START Input data

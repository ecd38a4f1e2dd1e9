//! End-to-end bridge flows over the in-memory broker.
//!
//! Drives the real router with a responder task standing in for the
//! downstream topic consumer.

use std::sync::Arc;
use std::time::Duration;

use axum::body::Body;
use axum::http::{Request, StatusCode};
use axum::Router;
use tower::ServiceExt;

use kafgate_connector::{Connector, MemoryBroker, ReplyConsumer as _};
use kafgate_core::config::BridgeConfig;
use kafgate_core::headers::{HTTP_HEADER_PREFIX, RESPONSE_CODE_HEADER};
use kafgate_core::message::Message;

const CONFIG: &str = r#"
kafka:
  kafkaUrl: "memory"
endpoints:
  - path: "/echo"
    method: "POST"
    dataType: "json"
    kafka:
      topic: "in"
      replyTopic: "out"
  - path: "/svc"
    method: "POST"
    dataType: "json"
    kafka:
      topic: "svcA"
"#;

struct Harness {
    broker: MemoryBroker,
    connector: Arc<Connector>,
    router: Router,
}

fn harness(ttl: Duration) -> Harness {
    let config = BridgeConfig::parse(CONFIG).unwrap();
    let broker = MemoryBroker::new();
    let connector = Arc::new(Connector::in_memory(&config.endpoints, &broker, ttl));
    let router = kafgate_gateway::build_router(&config.endpoints, Arc::clone(&connector)).unwrap();
    Harness {
        broker,
        connector,
        router,
    }
}

/// Responder: reads envelopes from `topic`, asserts the wire shape, and
/// replies `replies` times on `reply_topic` with `WORLD`, a 201 status
/// override, a text content type, and every envelope header echoed back.
fn spawn_responder(broker: &MemoryBroker, topic: &str, reply_topic: &str, replies: usize) {
    let mut requests = broker.subscribe(topic);
    let broker = broker.clone();
    let reply_topic = reply_topic.to_owned();
    tokio::spawn(async move {
        while let Ok(record) = requests.next().await {
            let envelope: Message = serde_json::from_slice(&record.payload).unwrap();
            assert_eq!(envelope.data_type, "json");
            assert_eq!(record.key, envelope.id);

            let mut headers = vec![
                (RESPONSE_CODE_HEADER.to_owned(), b"201".to_vec()),
                (
                    format!("{HTTP_HEADER_PREFIX}Content-Type"),
                    b"text/plain".to_vec(),
                ),
            ];
            for (name, value) in &envelope.headers {
                headers.push((name.clone(), value.clone().into_bytes()));
            }

            for _ in 0..replies {
                broker.publish(
                    &reply_topic,
                    envelope.id.as_bytes(),
                    b"WORLD",
                    headers.clone(),
                );
            }
        }
    });
}

fn post(path: &str, body: &str) -> Request<Body> {
    Request::builder()
        .method("POST")
        .uri(path)
        .header("Content-Type", "text/plain")
        .header("X-Custom", "round-trip")
        .body(Body::from(body.to_owned()))
        .unwrap()
}

async fn body_bytes(response: axum::response::Response) -> Vec<u8> {
    axum::body::to_bytes(response.into_body(), usize::MAX)
        .await
        .unwrap()
        .to_vec()
}

#[tokio::test]
async fn happy_path_round_trip() {
    let harness = harness(Duration::from_secs(5));
    spawn_responder(&harness.broker, "in", "out", 1);

    let response = harness.router.oneshot(post("/echo", "hello")).await.unwrap();

    assert_eq!(response.status(), StatusCode::CREATED);
    assert_eq!(
        response.headers().get("content-type").unwrap(),
        "text/plain"
    );
    // Request headers forwarded under the prefix reappear verbatim.
    assert_eq!(response.headers().get("x-custom").unwrap(), "round-trip");
    assert_eq!(body_bytes(response).await, b"WORLD");
    assert_eq!(harness.connector.pending_requests(), 0);
}

#[tokio::test]
async fn missing_reply_times_out_with_504() {
    let harness = harness(Duration::from_millis(100));
    // No responder: the reply never arrives.

    let response = harness.router.oneshot(post("/echo", "hello")).await.unwrap();

    assert_eq!(response.status(), StatusCode::GATEWAY_TIMEOUT);
    let body: serde_json::Value = serde_json::from_slice(&body_bytes(response).await).unwrap();
    assert_eq!(body["status"], 504);
    assert_eq!(body["message"], "timeout");
    assert!(body["error"].is_string());
    assert_eq!(harness.connector.pending_requests(), 0);
}

#[tokio::test]
async fn duplicate_reply_produces_exactly_one_response() {
    let harness = harness(Duration::from_secs(5));
    spawn_responder(&harness.broker, "in", "out", 2);

    let response = harness.router.oneshot(post("/echo", "hello")).await.unwrap();
    assert_eq!(response.status(), StatusCode::CREATED);
    assert_eq!(body_bytes(response).await, b"WORLD");

    // The second reply found no pending entry and was dropped.
    tokio::time::sleep(Duration::from_millis(20)).await;
    assert_eq!(harness.connector.pending_requests(), 0);
}

#[tokio::test]
async fn default_reply_topic_serves_the_request() {
    let harness = harness(Duration::from_secs(5));
    // `/svc` has no replyTopic; the connector listens on `svcA-reply`.
    spawn_responder(&harness.broker, "svcA", "svcA-reply", 1);

    let response = harness.router.oneshot(post("/svc", "ping")).await.unwrap();
    assert_eq!(response.status(), StatusCode::CREATED);
    assert_eq!(body_bytes(response).await, b"WORLD");
}

#[tokio::test]
async fn close_unblocks_in_flight_requests_with_502() {
    let harness = harness(Duration::from_secs(30));
    // No responder; the request would otherwise wait out the full TTL.

    let router = harness.router.clone();
    let in_flight =
        tokio::spawn(async move { router.oneshot(post("/echo", "hello")).await.unwrap() });

    tokio::time::sleep(Duration::from_millis(50)).await;
    assert_eq!(harness.connector.pending_requests(), 1);
    harness.connector.close().await.unwrap();

    let response = in_flight.await.unwrap();
    assert_eq!(response.status(), StatusCode::BAD_GATEWAY);
    let body: serde_json::Value = serde_json::from_slice(&body_bytes(response).await).unwrap();
    assert_eq!(body["status"], 502);
    assert_eq!(body["message"], "transport error");
}

#[tokio::test]
async fn unknown_route_is_not_found() {
    let harness = harness(Duration::from_secs(5));
    let response = harness
        .router
        .oneshot(post("/nowhere", "hello"))
        .await
        .unwrap();
    assert_eq!(response.status(), StatusCode::NOT_FOUND);
}

#[tokio::test]
async fn health_endpoint_responds() {
    let harness = harness(Duration::from_secs(5));
    let request = Request::builder()
        .method("GET")
        .uri("/health")
        .body(Body::empty())
        .unwrap();

    let response = harness.router.oneshot(request).await.unwrap();
    assert_eq!(response.status(), StatusCode::OK);
}
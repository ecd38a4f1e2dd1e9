//! Request/reply correlation engine over Kafka.
//!
//! The connector turns the asynchronous topic pair of each endpoint into
//! a synchronous call: it publishes the request envelope keyed by its
//! message ID, registers a pending entry, consumes the reply topics
//! concurrently and completes each pending entry with exactly one of
//! reply, timeout, publish error or close.

pub mod broker;
pub mod connector;
pub mod kafka;
pub mod memory;
pub mod pending;

pub use broker::{BrokerProducer, IncomingReply, ReplyConsumer, SendOptions};
pub use connector::Connector;
pub use memory::MemoryBroker;
pub use pending::{PendingReply, PendingTable, Reply};
//! The message envelope and its ID generator.

use std::collections::HashMap;

use rand::rngs::OsRng;
use rand::RngCore;
use serde::{Deserialize, Serialize};

use crate::error::ConnectorError;

/// ID prefix used for messages originating from the HTTP gateway.
pub const HTTP_ID_PREFIX: &str = "KBRG-HTTP";

/// Origin tag for messages built from HTTP requests.
pub const PORT_HTTP: &str = "http";

/// Default number of random bytes in a message ID (128 bits).
pub const DEFAULT_ID_BYTES: usize = 16;

/// The envelope published to the request topic.
///
/// Field names on the JSON wire are fixed; downstream consumers match on
/// them. `payload` travels base64-encoded. The correlation engine only
/// ever inspects `id` — everything else is carried for the consumer.
#[derive(Debug, Clone, Default, PartialEq, Eq, Serialize, Deserialize)]
pub struct Message {
    /// Correlation key; unique for the process lifetime.
    #[serde(rename = "ID")]
    pub id: String,

    /// Serializer selector (`"json"`, `"yaml"`).
    #[serde(rename = "Type")]
    pub data_type: String,

    /// Origin tag (`"http"`).
    #[serde(rename = "Port")]
    pub port: String,

    /// Request path as seen by the gateway.
    #[serde(rename = "Path")]
    pub path: String,

    /// Path parameters.
    #[serde(rename = "Variables")]
    pub variables: HashMap<String, String>,

    /// Query parameters; multi-valued entries preserve arrival order.
    #[serde(rename = "Parameters")]
    pub parameters: HashMap<String, Vec<String>>,

    /// Request headers, collapsed to their first value.
    #[serde(rename = "Headers")]
    pub headers: HashMap<String, String>,

    /// Opaque request body.
    #[serde(rename = "Payload", with = "base64_bytes")]
    pub payload: Vec<u8>,
}

impl Message {
    /// Checks the envelope before it is handed to the connector.
    ///
    /// An empty ID would make correlation unsafe, so it is rejected here
    /// and never reaches the broker.
    pub fn validate(&self) -> Result<(), ConnectorError> {
        if self.id.is_empty() {
            return Err(ConnectorError::Validation("missing message ID".into()));
        }
        Ok(())
    }
}

/// Generates a message ID of the form `{prefix}-{hex}` with `byte_size`
/// random bytes from the operating system RNG.
///
/// A failing OS RNG terminates the process: without unique IDs,
/// correlation is unsafe, and this is called from request tasks where a
/// panic would only unwind the one task.
#[must_use]
pub fn new_message_id(prefix: &str, byte_size: usize) -> String {
    let mut buffer = vec![0u8; byte_size];
    if let Err(err) = OsRng.try_fill_bytes(&mut buffer) {
        eprintln!("failed to generate random message id: {err}");
        std::process::abort();
    }
    format!("{prefix}-{}", hex::encode(buffer))
}

/// Base64 codec for the `Payload` wire field.
mod base64_bytes {
    use base64::engine::general_purpose::STANDARD;
    use base64::Engine as _;
    use serde::{Deserialize, Deserializer, Serializer};

    pub fn serialize<S: Serializer>(bytes: &[u8], serializer: S) -> Result<S::Ok, S::Error> {
        serializer.serialize_str(&STANDARD.encode(bytes))
    }

    pub fn deserialize<'de, D: Deserializer<'de>>(deserializer: D) -> Result<Vec<u8>, D::Error> {
        let encoded = String::deserialize(deserializer)?;
        STANDARD.decode(encoded).map_err(serde::de::Error::custom)
    }
}
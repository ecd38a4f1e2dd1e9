//! In-process broker hub.
//!
//! A topic map of unbounded channels standing in for Kafka. Backs the
//! test suite and lets the bridge run without a broker during
//! development; production uses [`crate::kafka`].

use std::collections::HashMap;
use std::sync::{Arc, Mutex};

use async_trait::async_trait;
use tokio::sync::mpsc;

use kafgate_core::error::ConnectorError;

use crate::broker::{BrokerProducer, IncomingReply, ReplyConsumer};

/// Process-local publish/subscribe hub keyed by topic name.
#[derive(Clone, Default)]
pub struct MemoryBroker {
    topics: Arc<Mutex<HashMap<String, Vec<mpsc::UnboundedSender<IncomingReply>>>>>,
}

impl MemoryBroker {
    #[must_use]
    pub fn new() -> Self {
        Self::default()
    }

    /// Publishes a record with headers to every subscriber of `topic`.
    pub fn publish(
        &self,
        topic: &str,
        key: &[u8],
        payload: &[u8],
        headers: Vec<(String, Vec<u8>)>,
    ) {
        let record = IncomingReply {
            key: String::from_utf8_lossy(key).into_owned(),
            payload: payload.to_vec(),
            headers,
        };

        let mut topics = self.topics.lock().unwrap();
        if let Some(subscribers) = topics.get_mut(topic) {
            subscribers.retain(|tx| tx.send(record.clone()).is_ok());
        }
    }

    /// Subscribes to a topic; every record published afterwards is
    /// delivered in publish order.
    #[must_use]
    pub fn subscribe(&self, topic: &str) -> MemoryConsumer {
        let (tx, rx) = mpsc::unbounded_channel();
        self.topics
            .lock()
            .unwrap()
            .entry(topic.to_owned())
            .or_default()
            .push(tx);

        MemoryConsumer {
            topic: topic.to_owned(),
            rx,
        }
    }
}

#[async_trait]
impl BrokerProducer for MemoryBroker {
    async fn write(
        &self,
        topic: &str,
        _partition: i32,
        key: &[u8],
        payload: &[u8],
    ) -> Result<(), ConnectorError> {
        self.publish(topic, key, payload, Vec::new());
        Ok(())
    }

    async fn close(&self) -> Result<(), ConnectorError> {
        Ok(())
    }
}

/// Reader side of one topic subscription.
pub struct MemoryConsumer {
    topic: String,
    rx: mpsc::UnboundedReceiver<IncomingReply>,
}

#[async_trait]
impl ReplyConsumer for MemoryConsumer {
    fn topic(&self) -> &str {
        &self.topic
    }

    async fn next(&mut self) -> Result<IncomingReply, ConnectorError> {
        self.rx.recv().await.ok_or_else(|| {
            ConnectorError::Transport(format!("memory topic {} dropped", self.topic))
        })
    }
}
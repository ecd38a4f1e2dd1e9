//! Reply-side message headers.
//!
//! Broker reply headers arrive as raw byte values, while the gateway and
//! downstream services mostly treat them as text. [`HeaderValue`] keeps
//! both representations behind a single string-coercing accessor.

use std::borrow::Cow;
use std::collections::HashMap;

/// Prefix under which HTTP headers travel in both directions.
pub const HTTP_HEADER_PREFIX: &str = "KBRG-HTTP-HEADER-";

/// Reply header carrying the HTTP status code override.
pub const RESPONSE_CODE_HEADER: &str = "KBRG-HTTP-RESPONSE-CODE";

/// A reply header value: text or raw bytes.
#[derive(Debug, Clone, PartialEq, Eq)]
pub enum HeaderValue {
    Text(String),
    Bytes(Vec<u8>),
}

impl HeaderValue {
    /// Coerces the value to a string. Byte values are decoded as UTF-8,
    /// with invalid sequences replaced.
    #[must_use]
    pub fn as_str(&self) -> Cow<'_, str> {
        match self {
            Self::Text(text) => Cow::Borrowed(text),
            Self::Bytes(bytes) => String::from_utf8_lossy(bytes),
        }
    }

    /// Returns the raw bytes of the value.
    #[must_use]
    pub fn as_bytes(&self) -> &[u8] {
        match self {
            Self::Text(text) => text.as_bytes(),
            Self::Bytes(bytes) => bytes,
        }
    }
}

impl From<String> for HeaderValue {
    fn from(value: String) -> Self {
        Self::Text(value)
    }
}

impl From<Vec<u8>> for HeaderValue {
    fn from(value: Vec<u8>) -> Self {
        Self::Bytes(value)
    }
}

/// Headers attached to a broker reply.
#[derive(Debug, Clone, Default, PartialEq, Eq)]
pub struct ReplyHeaders(HashMap<String, HeaderValue>);

impl ReplyHeaders {
    #[must_use]
    pub fn new() -> Self {
        Self::default()
    }

    /// Builds the map from broker `(name, bytes)` pairs. Later duplicates
    /// overwrite earlier ones.
    #[must_use]
    pub fn from_pairs(pairs: Vec<(String, Vec<u8>)>) -> Self {
        Self(
            pairs
                .into_iter()
                .map(|(name, value)| (name, HeaderValue::Bytes(value)))
                .collect(),
        )
    }

    pub fn insert(&mut self, name: impl Into<String>, value: impl Into<HeaderValue>) {
        self.0.insert(name.into(), value.into());
    }

    /// Looks up a header and coerces it to a string.
    #[must_use]
    pub fn get_str(&self, name: &str) -> Option<Cow<'_, str>> {
        self.0.get(name).map(HeaderValue::as_str)
    }

    pub fn iter(&self) -> impl Iterator<Item = (&String, &HeaderValue)> {
        self.0.iter()
    }

    #[must_use]
    pub fn len(&self) -> usize {
        self.0.len()
    }

    #[must_use]
    pub fn is_empty(&self) -> bool {
        self.0.is_empty()
    }
}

END Input data

Extract the first line above and each line after it up to and including the one with "use kafgate_core::config::BridgeConfig;", please, exactly and with nothing else.

repository ecd38a4f1e2dd1e9
//! End-to-end bridge flows over the in-memory broker.
//!
//! Drives the real router with a responder task standing in for the
//! downstream topic consumer.

use std::sync::Arc;
use std::time::Duration;

use axum::body::Body;
use axum::http::{Request, StatusCode};
use axum::Router;
use tower::ServiceExt;

use kafgate_connector::{Connector, MemoryBroker, ReplyConsumer as _};
use kafgate_core::config::BridgeConfig;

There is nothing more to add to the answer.